About this task
Return the number of lines below with "ScopeId" in them, and nothing else.

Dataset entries
[Start of Attachment]
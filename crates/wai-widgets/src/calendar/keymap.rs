//! Keyboard-to-action translation for calendar navigation.
//!
//! | Key | Action |
//! |-----|--------|
//! | PageUp / PageDown | previous / next month |
//! | Shift+PageUp / Shift+PageDown | previous / next year |
//! | ArrowUp / ArrowDown | previous / next week |
//! | ArrowLeft / ArrowRight | previous / next day |
//! | Home / End | start / end of week |
//!
//! Shift only changes the meaning of PageUp/PageDown; other bindings ignore
//! modifiers. Releases never map to an action.

use wai_core::{KeyCode, KeyEvent};

use super::Action;

/// Action bound to `key`, if any.
#[must_use]
pub fn action_for_key(key: &KeyEvent) -> Option<Action> {
    if !key.is_press() {
        return None;
    }
    let action = match (key.code, key.shift()) {
        (KeyCode::PageUp, true) => Action::PreviousYear,
        (KeyCode::PageDown, true) => Action::NextYear,
        (KeyCode::PageUp, false) => Action::PreviousMonth,
        (KeyCode::PageDown, false) => Action::NextMonth,
        (KeyCode::Up, _) => Action::PreviousWeek,
        (KeyCode::Down, _) => Action::NextWeek,
        (KeyCode::Left, _) => Action::PreviousDay,
        (KeyCode::Right, _) => Action::NextDay,
        (KeyCode::Home, _) => Action::StartOfWeek,
        (KeyCode::End, _) => Action::EndOfWeek,
        _ => return None,
    };
    Some(action)
}
#![forbid(unsafe_code)]

//! Event loop driving mounted widgets.
//!
//! A [`Program`] owns the document, the focus-scope stack, and every widget
//! mounted from one tree. Each call to [`Program::dispatch`] handles exactly
//! one event to completion and re-projects derived attributes before it
//! returns.
//!
//! # Dispatch order
//!
//! | Event | Handling |
//! |-------|----------|
//! | click | focus moves to the nearest focusable ancestor of the target, then accordion headers, calendar buttons, and dialog backdrops are offered the click |
//! | Enter/Space | the focused accordion header or calendar button activates |
//! | other keys | delivered along the focus-scope route, innermost first, until a widget consumes it |

use wai_core::{ContextMissingError, Document, Event, FocusScopes, KeyCode, NodeId, ScopeId};

use crate::element::Element;
use crate::mount::{Mounted, mount};

/// Mounted widget tree plus its focus host.
#[derive(Debug)]
pub struct Program {
    doc: Document,
    scopes: FocusScopes,
    app: Mounted,
    dispatched: u64,
}

impl Program {
    /// Mount `root` into a fresh document.
    pub fn new(root: Element) -> Result<Self, ContextMissingError> {
        let mut doc = Document::new();
        let scopes = FocusScopes::new();
        let body = doc.root();
        let app = mount(&mut doc, &scopes, body, root)?;
        Ok(Self {
            doc,
            scopes,
            app,
            dispatched: 0,
        })
    }

    #[must_use]
    pub fn doc(&self) -> &Document {
        &self.doc
    }

    /// Mutable access for host-side tree edits. Call [`Program::project`]
    /// afterwards if widget-owned elements changed.
    pub fn doc_mut(&mut self) -> &mut Document {
        &mut self.doc
    }

    #[must_use]
    pub fn scopes(&self) -> &FocusScopes {
        &self.scopes
    }

    #[must_use]
    pub fn app(&self) -> &Mounted {
        &self.app
    }

    pub fn app_mut(&mut self) -> &mut Mounted {
        &mut self.app
    }

    /// Element registered under `key`.
    #[must_use]
    pub fn node(&self, key: &str) -> Option<NodeId> {
        self.app.node(key)
    }

    /// Number of events dispatched so far.
    #[must_use]
    pub fn dispatched(&self) -> u64 {
        self.dispatched
    }

    /// Focus the element under `key`.
    pub fn focus(&mut self, key: &str) -> bool {
        self.node(key).is_some_and(|n| self.doc.focus(n))
    }

    /// Re-project every widget's attributes onto the document.
    pub fn project(&mut self) {
        self.app.project(&mut self.doc);
    }

    /// Open the dialog at `index` (declaration order).
    pub fn open_dialog(&mut self, index: usize) -> bool {
        self.app
            .dialogs
            .get_mut(index)
            .is_some_and(|d| d.open(&mut self.doc, &self.scopes))
    }

    /// Close the dialog at `index`.
    pub fn close_dialog(&mut self, index: usize) -> bool {
        self.app
            .dialogs
            .get_mut(index)
            .is_some_and(|d| d.close(&mut self.doc))
    }

    /// Handle one event. Returns whether a widget consumed it.
    pub fn dispatch(&mut self, event: Event) -> bool {
        self.dispatched += 1;
        #[cfg(feature = "tracing")]
        let _span = tracing::debug_span!("dispatch", seq = self.dispatched, ?event).entered();

        let handled = match event {
            Event::Click(target) => {
                self.focus_for_click(target);
                self.click(target)
            }
            Event::Key(_) => self.activate_focused(&event) || self.route_key(&event),
        };
        if handled {
            self.app.project(&mut self.doc);
        }
        #[cfg(feature = "tracing")]
        tracing::debug!(handled, focused = ?self.doc.active_element(), "event done");
        handled
    }

    fn focus_for_click(&mut self, target: NodeId) {
        let mut cursor = Some(target);
        while let Some(node) = cursor {
            if self.doc.is_focusable(node) {
                self.doc.focus(node);
                return;
            }
            cursor = self.doc.parent(node);
        }
    }

    fn click(&mut self, target: NodeId) -> bool {
        let Self { doc, app, .. } = self;

        for acc in &mut app.accordions {
            let hit = acc
                .headers()
                .iter()
                .find(|(_, header)| doc.contains(*header, target))
                .cloned();
            if let Some((id, header)) = hit {
                return acc
                    .accordion
                    .handle_header_event(&id, header, &Event::Click(header), doc);
            }
        }
        for cal in &mut app.calendars {
            let hit = cal
                .buttons()
                .iter()
                .find(|(_, button)| doc.contains(*button, target))
                .copied();
            if let Some((action, button)) = hit {
                return cal
                    .calendar
                    .handle_button_event(action, button, &Event::Click(button), doc);
            }
        }
        app.dialogs
            .iter_mut()
            .rev()
            .any(|d| d.dialog.handle_event(&Event::Click(target), doc))
    }

    fn activate_focused(&mut self, event: &Event) -> bool {
        let Some(key) = event.as_key() else {
            return false;
        };
        if !matches!(key.code, KeyCode::Enter | KeyCode::Space) {
            return false;
        }
        let Some(active) = self.doc.active_element() else {
            return false;
        };
        let Self { doc, app, .. } = self;

        for acc in &mut app.accordions {
            let hit = acc.headers().iter().find(|(_, h)| *h == active).cloned();
            if let Some((id, header)) = hit {
                return acc.accordion.handle_header_event(&id, header, event, doc);
            }
        }
        for cal in &mut app.calendars {
            let hit = cal.buttons().iter().find(|(_, b)| *b == active).copied();
            if let Some((action, button)) = hit {
                return cal.calendar.handle_button_event(action, button, event, doc);
            }
        }
        false
    }

    fn route_key(&mut self, event: &Event) -> bool {
        let route = self.scopes.route(&self.doc);
        #[cfg(feature = "tracing")]
        tracing::trace!(route = ?route.iter().map(|s| s.id()).collect::<Vec<_>>(), "key route");
        route.into_iter().any(|scope| self.deliver(scope, event))
    }

    fn deliver(&mut self, scope: ScopeId, event: &Event) -> bool {
        let Self { doc, app, .. } = self;
        if let Some(cal) = app
            .calendars
            .iter_mut()
            .find(|c| c.calendar.scope_id() == Some(scope))
        {
            return cal.calendar.handle_event(event).is_some();
        }
        if let Some(d) = app
            .dialogs
            .iter_mut()
            .find(|d| d.dialog.scope_id() == Some(scope))
        {
            return d.dialog.handle_event(event, doc);
        }
        false
    }
}
impl Document {
    /// Create an empty document containing only the `body` root.
    #[must_use]
    pub fn new() -> Self {
        Self {
            slots: vec![Slot {
                generation: 0,
                node: Some(Node::new("body")),
            }],
            free: Vec::new(),
            root: NodeId::new(0, 0),
            active: None,
        }
    }

    /// The root (`body`) element.
    #[inline]
    #[must_use]
    pub fn root(&self) -> NodeId {
        self.root
    }

    /// Number of live nodes, the root included.
    #[must_use]
    pub fn node_count(&self) -> usize {
        self.slots.len() - self.free.len()
    }

    /// Number of arena slots, live or awaiting reuse.
    #[must_use]
    pub fn slot_count(&self) -> usize {
        self.slots.len()
    }

    fn node(&self, id: NodeId) -> Option<&Node> {
        self.slots
            .get(id.index())
            .filter(|s| s.generation == id.generation)
            .and_then(|s| s.node.as_ref())
    }

    fn node_mut(&mut self, id: NodeId) -> Option<&mut Node> {
        self.slots
            .get_mut(id.index())
            .filter(|s| s.generation == id.generation)
            .and_then(|s| s.node.as_mut())
    }

    /// Create a detached element, reusing a freed slot when one is available.
    pub fn create(&mut self, tag: &str) -> NodeId {
        if let Some(slot) = self.free.pop() {
            let entry = &mut self.slots[slot as usize];
            entry.node = Some(Node::new(tag));
            return NodeId::new(slot, entry.generation);
        }
        let slot = u32::try_from(self.slots.len()).unwrap_or(u32::MAX);
        self.slots.push(Slot {
            generation: 0,
            node: Some(Node::new(tag)),
        });
        NodeId::new(slot, 0)
    }

    /// Create an element and append it to `parent` in one step.
    pub fn create_in(&mut self, parent: NodeId, tag: &str) -> NodeId {
        let id = self.create(tag);
        self.append(parent, id);
        id
    }

    /// Append `child` as the last child of `parent`, moving it if attached.
    ///
    /// Returns `false` (and changes nothing) if either id is unknown or the
    /// move would create a cycle.
    pub fn append(&mut self, parent: NodeId, child: NodeId) -> bool {
        if self.node(parent).is_none() || self.node(child).is_none() {
            return false;
        }
        if self.contains(child, parent) {
            return false;
        }
        self.detach(child);
        if let Some(node) = self.node_mut(child) {
            node.parent = Some(parent);
        }
        if let Some(node) = self.node_mut(parent) {
            node.children.push(child);
        }
        true
    }

    /// Remove `node` and its subtree, freeing their slots.
    ///
    /// Focus held inside the removed subtree is dropped, mirroring how a
    /// browser returns focus to the body when the focused element goes away.
    /// Ids into the subtree go stale: every accessor treats them as unknown.
    pub fn remove(&mut self, node: NodeId) {
        if node == self.root || self.node(node).is_none() {
            return;
        }
        if let Some(active) = self.active
            && self.contains(node, active)
        {
            self.active = None;
        }
        self.detach(node);
        let mut doomed = self.descendants(node);
        doomed.push(node);
        for id in doomed {
            if let Some(slot) = self.slots.get_mut(id.index()) {
                slot.node = None;
                slot.generation = slot.generation.wrapping_add(1);
                self.free.push(id.slot);
            }
        }
    }

    /// Remove every child of `node`.
    pub fn clear_children(&mut self, node: NodeId) {
        let children = self.children(node).to_vec();
        for child in children {
            self.remove(child);
        }
    }

    fn detach(&mut self, child: NodeId) {
        let Some(parent) = self.node(child).and_then(|n| n.parent) else {
            return;
        };
        if let Some(node) = self.node_mut(parent) {
            node.children.retain(|c| *c != child);
        }
        if let Some(node) = self.node_mut(child) {
            node.parent = None;
        }
    }

    /// Parent of `node`, if attached.
    #[must_use]
    pub fn parent(&self, node: NodeId) -> Option<NodeId> {
        self.node(node).and_then(|n| n.parent)
    }

    /// Children of `node` in document order.
    #[must_use]
    pub fn children(&self, node: NodeId) -> &[NodeId] {
        self.node(node).map_or(&[], |n| n.children.as_slice())
    }

    /// Number of ancestors above `node`; the root and detached nodes are 0.
    #[must_use]
    pub fn depth(&self, node: NodeId) -> usize {
        std::iter::successors(self.parent(node), |n| self.parent(*n)).count()
    }

    /// Lower-cased tag name.
    #[must_use]
    pub fn tag(&self, node: NodeId) -> Option<&str> {
        self.node(node).map(|n| n.tag.as_str())
    }

    /// Whether `node` is attached to the document root.
    #[must_use]
    pub fn is_connected(&self, node: NodeId) -> bool {
        self.contains(self.root, node)
    }

    /// Inclusive containment: `contains(a, a)` is `true`.
    #[must_use]
    pub fn contains(&self, ancestor: NodeId, node: NodeId) -> bool {
        let mut cursor = Some(node);
        while let Some(current) = cursor {
            if current == ancestor {
                return self.node(current).is_some();
            }
            cursor = self.parent(current);
        }
        false
    }

    /// Descendants of `node` in document (pre-)order, `node` excluded.
    #[must_use]
    pub fn descendants(&self, node: NodeId) -> Vec<NodeId> {
        let mut out = Vec::new();
        let mut stack: Vec<NodeId> = self.children(node).iter().rev().copied().collect();
        while let Some(current) = stack.pop() {
            out.push(current);
            stack.extend(self.children(current).iter().rev().copied());
        }
        out
    }

    // ── attributes ────────────────────────────────────────────────────

    /// Set an attribute, replacing any previous value.
    pub fn set_attr(&mut self, node: NodeId, name: &str, value: impl Into<String>) {
        if let Some(n) = self.node_mut(node) {
            n.attrs.insert(name.to_owned(), value.into());
        }
    }

    /// Remove an attribute if present.
    pub fn remove_attr(&mut self, node: NodeId, name: &str) {
        if let Some(n) = self.node_mut(node) {
            n.attrs.remove(name);
        }
    }

    /// Set or remove an attribute depending on `value`.
    pub fn set_attr_opt(&mut self, node: NodeId, name: &str, value: Option<impl Into<String>>) {
        match value {
            Some(value) => self.set_attr(node, name, value),
            None => self.remove_attr(node, name),
        }
    }

    /// Read an attribute.
    #[must_use]
    pub fn attr(&self, node: NodeId, name: &str) -> Option<&str> {
        self.node(node)?.attrs.get(name).map(String::as_str)
    }

    /// First connected element whose `id` attribute equals `id`.
    #[must_use]
    pub fn element_by_id(&self, id: &str) -> Option<NodeId> {
        std::iter::once(self.root)
            .chain(self.descendants(self.root))
            .find(|node| self.attr(*node, "id") == Some(id))
    }

    /// Replace the node's own text.
    pub fn set_text(&mut self, node: NodeId, text: impl Into<String>) {
        if let Some(n) = self.node_mut(node) {
            n.text = text.into();
        }
    }

    /// The node's own text (descendants excluded).
    #[must_use]
    pub fn text(&self, node: NodeId) -> &str {
        self.node(node).map_or("", |n| n.text.as_str())
    }

    /// Concatenated text of the node and all of its descendants.
    #[must_use]
    pub fn text_content(&self, node: NodeId) -> String {
        let mut out = self.text(node).to_owned();
        for d in self.descendants(node) {
            out.push_str(self.text(d));
        }
        out
    }

    // ── focusability ──────────────────────────────────────────────────

    /// Set or clear the explicit tabindex.
    pub fn set_tab_index(&mut self, node: NodeId, index: Option<i32>) {
        if let Some(n) = self.node_mut(node) {
            n.tab_index = index;
        }
        if index.is_none() && self.active == Some(node) && !self.is_focusable(node) {
            self.active = None;
        }
    }

    /// Explicit tabindex, if one was set.
    #[must_use]
    pub fn tab_index(&self, node: NodeId) -> Option<i32> {
        self.node(node).and_then(|n| n.tab_index)
    }

    /// Mark a node disabled; a disabled focused node loses focus.
    pub fn set_disabled(&mut self, node: NodeId, disabled: bool) {
        if let Some(n) = self.node_mut(node) {
            n.disabled = disabled;
        }
        if disabled && self.active == Some(node) {
            self.active = None;
        }
    }

    /// Hide a subtree; focus inside it is dropped.
    pub fn set_hidden(&mut self, node: NodeId, hidden: bool) {
        if let Some(n) = self.node_mut(node) {
            n.hidden = hidden;
        }
        if hidden
            && let Some(active) = self.active
            && self.contains(node, active)
        {
            self.active = None;
        }
    }

    fn hidden_in_ancestry(&self, node: NodeId) -> bool {
        let mut cursor = Some(node);
        while let Some(current) = cursor {
            if self.node(current).is_some_and(|n| n.hidden) {
                return true;
            }
            cursor = self.parent(current);
        }
        false
    }

    /// Whether `node` can receive focus (programmatically or by Tab).
    #[must_use]
    pub fn is_focusable(&self, node: NodeId) -> bool {
        let Some(n) = self.node(node) else {
            return false;
        };
        !n.disabled
            && n.effective_tab_index().is_some()
            && self.is_connected(node)
            && !self.hidden_in_ancestry(node)
    }

    /// Whether `node` participates in sequential (Tab) navigation.
    #[must_use]
    pub fn is_tabbable(&self, node: NodeId) -> bool {
        self.is_focusable(node)
            && self
                .node(node)
                .and_then(Node::effective_tab_index)
                .is_some_and(|i| i >= 0)
    }

    /// Tabbable descendants of `container` in tab order.
    ///
    /// The container itself is never part of its own sequence. Hidden
    /// subtrees are skipped wholesale.
    #[must_use]
    pub fn tabbables(&self, container: NodeId) -> Vec<NodeId> {
        if !self.is_connected(container) || self.hidden_in_ancestry(container) {
            return Vec::new();
        }
        let mut positive: Vec<(i32, NodeId)> = Vec::new();
        let mut zero: Vec<NodeId> = Vec::new();
        let mut stack: Vec<NodeId> = self.children(container).iter().rev().copied().collect();
        while let Some(current) = stack.pop() {
            let Some(n) = self.node(current) else {
                continue;
            };
            if n.hidden {
                continue;
            }
            if !n.disabled {
                match n.effective_tab_index() {
                    Some(i) if i > 0 => positive.push((i, current)),
                    Some(0) => zero.push(current),
                    _ => {}
                }
            }
            stack.extend(n.children.iter().rev().copied());
        }
        // Stable: equal tabindex keeps document order.
        positive.sort_by_key(|(i, _)| *i);
        positive.into_iter().map(|(_, id)| id).chain(zero).collect()
    }

    // ── focus ─────────────────────────────────────────────────────────

    /// Currently focused element.
    #[inline]
    #[must_use]
    pub fn active_element(&self) -> Option<NodeId> {
        self.active
    }

    /// Move focus to `node`. Returns `false` if it cannot take focus.
    pub fn focus(&mut self, node: NodeId) -> bool {
        if !self.is_focusable(node) {
            return false;
        }
        #[cfg(feature = "tracing")]
        tracing::trace!(from = ?self.active, to = ?node, "focus moved");
        self.active = Some(node);
        true
    }

    /// Clear focus.
    pub fn blur(&mut self) -> Option<NodeId> {
        self.active.take()
    }

    /// Whether the focused element lies inside `container` (inclusive).
    #[must_use]
    pub fn focus_within(&self, container: NodeId) -> bool {
        self.active.is_some_and(|a| self.contains(container, a))
    }
}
[End of Attachment]
Answer
2